(Stored data entries)
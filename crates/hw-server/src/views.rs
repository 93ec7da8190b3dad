//! HTML views rendered with maud.
//!
//! Every page shares [`layout`]. Dynamic values are escaped by maud, and
//! missing optional columns render as empty strings.

use hw_db::models::{Item, ItemColumn};
use maud::{html, Markup, DOCTYPE};

use crate::forms::UPDATE_FORM_FIELDS;

const SITE_TITLE: &str = "Homework Tracker";

fn layout(title: &str, body: Markup) -> Markup {
    html! {
        (DOCTYPE)
        html lang="en" {
            head {
                meta charset="utf-8";
                meta name="viewport" content="width=device-width, initial-scale=1";
                title { (title) " | " (SITE_TITLE) }
                link rel="stylesheet" href="/styles.css";
            }
            body {
                nav {
                    a href="/" { "Home" }
                    " "
                    a href="/inventory" { "Assignments" }
                }
                main { (body) }
            }
        }
    }
}

fn label(column: ItemColumn) -> &'static str {
    match column {
        ItemColumn::ClassName => "Class",
        ItemColumn::AssignmentName => "Assignment",
        ItemColumn::DueDate => "Due date",
        ItemColumn::PriorityRating => "Priority",
        ItemColumn::AssignmentType => "Type",
        ItemColumn::AssignmentFormat => "Format",
        ItemColumn::InterestLevel => "Interest",
        ItemColumn::RelevanceLevel => "Relevance",
        ItemColumn::Description => "Description",
    }
}

fn details_href(item: &Item) -> String {
    format!("/inventory/details/{}", item.item_id)
}

/// Landing page.
pub fn home() -> Markup {
    layout(
        "Home",
        html! {
            h1 { (SITE_TITLE) }
            p { "Keep track of classes, assignments, and when they are due." }
            a href="/inventory" { "View assignments" }
        },
    )
}

/// Every item, plus the form for adding one.
pub fn inventory(items: &[Item]) -> Markup {
    layout(
        "Assignments",
        html! {
            h1 { "Assignments" }
            table id="inventory" {
                thead {
                    tr {
                        th { "Class" }
                        th { "Assignment" }
                        th { "Due date" }
                        th { "Priority" }
                        th {}
                    }
                }
                tbody {
                    @for item in items {
                        tr {
                            td { (item.class_name) }
                            td { a href=(details_href(item)) { (item.assignment_name) } }
                            td { (item.due_date) }
                            td { (item.priority_rating) }
                            td {
                                a href=(details_href(item)) { "Info/Edit" }
                                " "
                                a href={ (details_href(item)) "/delete" } { "Delete" }
                            }
                        }
                    }
                }
            }
            h2 { "Add an assignment" }
            form method="post" action="/inventory" {
                label for="class_name" { "Class" }
                input type="text" id="class_name" name="class_name";
                label for="assignment_name" { "Assignment" }
                input type="text" id="assignment_name" name="assignment_name";
                label for="due_date" { "Due date" }
                input type="date" id="due_date" name="due_date";
                label for="priority_rating" { "Priority" }
                input type="number" id="priority_rating" name="priority_rating";
                button type="submit" { "Add" }
            }
        },
    )
}

/// One item with its edit form and delete link.
pub fn details(item: &Item) -> Markup {
    layout(
        &item.assignment_name,
        html! {
            h1 { (item.assignment_name) }
            dl id="details" {
                @for column in ItemColumn::UPDATABLE {
                    dt { (label(column)) }
                    dd { (item.value(column).unwrap_or_default()) }
                }
            }
            h2 { "Edit" }
            form method="post" action=(details_href(item)) {
                @for (field, column) in UPDATE_FORM_FIELDS {
                    label for=(field) { (label(column)) }
                    @if column == ItemColumn::Description {
                        textarea id=(field) name=(field) {
                            (item.value(column).unwrap_or_default())
                        }
                    } @else {
                        input type="text" id=(field) name=(field)
                            value=(item.value(column).unwrap_or_default());
                    }
                }
                button type="submit" { "Save" }
            }
            a href={ (details_href(item)) "/delete" } { "Delete" }
        },
    )
}

#[cfg(test)]
mod tests {
    use super::*;
    use hw_core::ItemId;

    fn sample() -> Item {
        Item {
            item_id: ItemId::from(3),
            class_name: "CS101".into(),
            assignment_name: "HW <1>".into(),
            assignment_type: None,
            assignment_format: Some("pdf".into()),
            due_date: "2024-01-01".into(),
            priority_rating: "3".into(),
            interest_level: None,
            relevance_level: None,
            description: Some("Read chapter 2".into()),
        }
    }

    #[test]
    fn inventory_links_each_item() {
        let html = inventory(&[sample()]).into_string();
        assert!(html.contains(r#"href="/inventory/details/3""#));
        assert!(html.contains(r#"href="/inventory/details/3/delete""#));
        assert!(html.contains(r#"action="/inventory""#));
    }

    #[test]
    fn values_are_escaped() {
        let html = details(&sample()).into_string();
        assert!(html.contains("HW &lt;1&gt;"));
        assert!(!html.contains("HW <1>"));
    }

    #[test]
    fn details_form_uses_input_names() {
        let html = details(&sample()).into_string();
        for (field, _) in UPDATE_FORM_FIELDS {
            assert!(html.contains(&format!(r#"name="{field}""#)), "missing {field}");
        }
        assert!(html.contains(r#"value="pdf""#));
        assert!(html.contains(r#"name="assignment_type_input" value="""#));
        assert!(html.contains("Read chapter 2</textarea>"));
    }

    #[test]
    fn home_links_to_inventory() {
        let html = home().into_string();
        assert!(html.starts_with("<!DOCTYPE html>"));
        assert!(html.contains(r#"href="/inventory""#));
    }
}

**WORK TO BE COMPLETED**.
Please output every line shown above exactly.

**RESULT**.
filename crates/hw-server/src/views.rs
repository 93ec7da8190b3dad
//! HTML views rendered with maud.
//!
//! Every page shares [`layout`]. Dynamic values are escaped by maud, and
//! missing optional columns render as empty strings.

use hw_db::models::{Item, ItemColumn};
use maud::{html, Markup, DOCTYPE};

use crate::forms::UPDATE_FORM_FIELDS;

const SITE_TITLE: &str = "Homework Tracker";

fn layout(title: &str, body: Markup) -> Markup {
    html! {
        (DOCTYPE)
        html lang="en" {
            head {
                meta charset="utf-8";
                meta name="viewport" content="width=device-width, initial-scale=1";
                title { (title) " | " (SITE_TITLE) }
                link rel="stylesheet" href="/styles.css";
            }
            body {
                nav {
                    a href="/" { "Home" }
                    " "
                    a href="/inventory" { "Assignments" }
                }
                main { (body) }
            }
        }
    }
}

fn label(column: ItemColumn) -> &'static str {
    match column {
        ItemColumn::ClassName => "Class",
        ItemColumn::AssignmentName => "Assignment",
        ItemColumn::DueDate => "Due date",
        ItemColumn::PriorityRating => "Priority",
        ItemColumn::AssignmentType => "Type",
        ItemColumn::AssignmentFormat => "Format",
        ItemColumn::InterestLevel => "Interest",
        ItemColumn::RelevanceLevel => "Relevance",
        ItemColumn::Description => "Description",
    }
}

fn details_href(item: &Item) -> String {
    format!("/inventory/details/{}", item.item_id)
}

/// Landing page.
pub fn home() -> Markup {
    layout(
        "Home",
        html! {
            h1 { (SITE_TITLE) }
            p { "Keep track of classes, assignments, and when they are due." }
            a href="/inventory" { "View assignments" }
        },
    )
}

/// Every item, plus the form for adding one.
pub fn inventory(items: &[Item]) -> Markup {
    layout(
        "Assignments",
        html! {
            h1 { "Assignments" }
            table id="inventory" {
                thead {
                    tr {
                        th { "Class" }
                        th { "Assignment" }
                        th { "Due date" }
                        th { "Priority" }
                        th {}
                    }
                }
                tbody {
                    @for item in items {
                        tr {
                            td { (item.class_name) }
                            td { a href=(details_href(item)) { (item.assignment_name) } }
                            td { (item.due_date) }
                            td { (item.priority_rating) }
                            td {
                                a href=(details_href(item)) { "Info/Edit" }
                                " "
                                a href={ (details_href(item)) "/delete" } { "Delete" }
                            }
                        }
                    }
                }
            }
            h2 { "Add an assignment" }
            form method="post" action="/inventory" {
                label for="class_name" { "Class" }
                input type="text" id="class_name" name="class_name";
                label for="assignment_name" { "Assignment" }
                input type="text" id="assignment_name" name="assignment_name";
                label for="due_date" { "Due date" }
                input type="date" id="due_date" name="due_date";
                label for="priority_rating" { "Priority" }
                input type="number" id="priority_rating" name="priority_rating";
                button type="submit" { "Add" }
            }
        },
    )
}

/// One item with its edit form and delete link.
pub fn details(item: &Item) -> Markup {
    layout(
        &item.assignment_name,
        html! {
            h1 { (item.assignment_name) }
            dl id="details" {
                @for column in ItemColumn::UPDATABLE {
                    dt { (label(column)) }
                    dd { (item.value(column).unwrap_or_default()) }
                }
            }
            h2 { "Edit" }
            form method="post" action=(details_href(item)) {
                @for (field, column) in UPDATE_FORM_FIELDS {
                    label for=(field) { (label(column)) }
                    @if column == ItemColumn::Description {
                        textarea id=(field) name=(field) {
                            (item.value(column).unwrap_or_default())
                        }
                    } @else {
                        input type="text" id=(field) name=(field)
                            value=(item.value(column).unwrap_or_default());
                    }
                }
                button type="submit" { "Save" }
            }
            a href={ (details_href(item)) "/delete" } { "Delete" }
        },
    )
}

#[cfg(test)]
mod tests {
    use super::*;
    use hw_core::ItemId;

    fn sample() -> Item {
        Item {
            item_id: ItemId::from(3),
            class_name: "CS101".into(),
            assignment_name: "HW <1>".into(),
            assignment_type: None,
            assignment_format: Some("pdf".into()),
            due_date: "2024-01-01".into(),
            priority_rating: "3".into(),
            interest_level: None,
            relevance_level: None,
            description: Some("Read chapter 2".into()),
        }
    }

    #[test]
    fn inventory_links_each_item() {
        let html = inventory(&[sample()]).into_string();
        assert!(html.contains(r#"href="/inventory/details/3""#));
        assert!(html.contains(r#"href="/inventory/details/3/delete""#));
        assert!(html.contains(r#"action="/inventory""#));
    }

    #[test]
    fn values_are_escaped() {
        let html = details(&sample()).into_string();
        assert!(html.contains("HW &lt;1&gt;"));
        assert!(!html.contains("HW <1>"));
    }

    #[test]
    fn details_form_uses_input_names() {
        let html = details(&sample()).into_string();
        for (field, _) in UPDATE_FORM_FIELDS {
            assert!(html.contains(&format!(r#"name="{field}""#)), "missing {field}");
        }
        assert!(html.contains(r#"value="pdf""#));
        assert!(html.contains(r#"name="assignment_type_input" value="""#));
        assert!(html.contains("Read chapter 2</textarea>"));
    }

    #[test]
    fn home_links_to_inventory() {
        let html = home().into_string();
        assert!(html.starts_with("<!DOCTYPE html>"));
        assert!(html.contains(r#"href="/inventory""#));
    }
}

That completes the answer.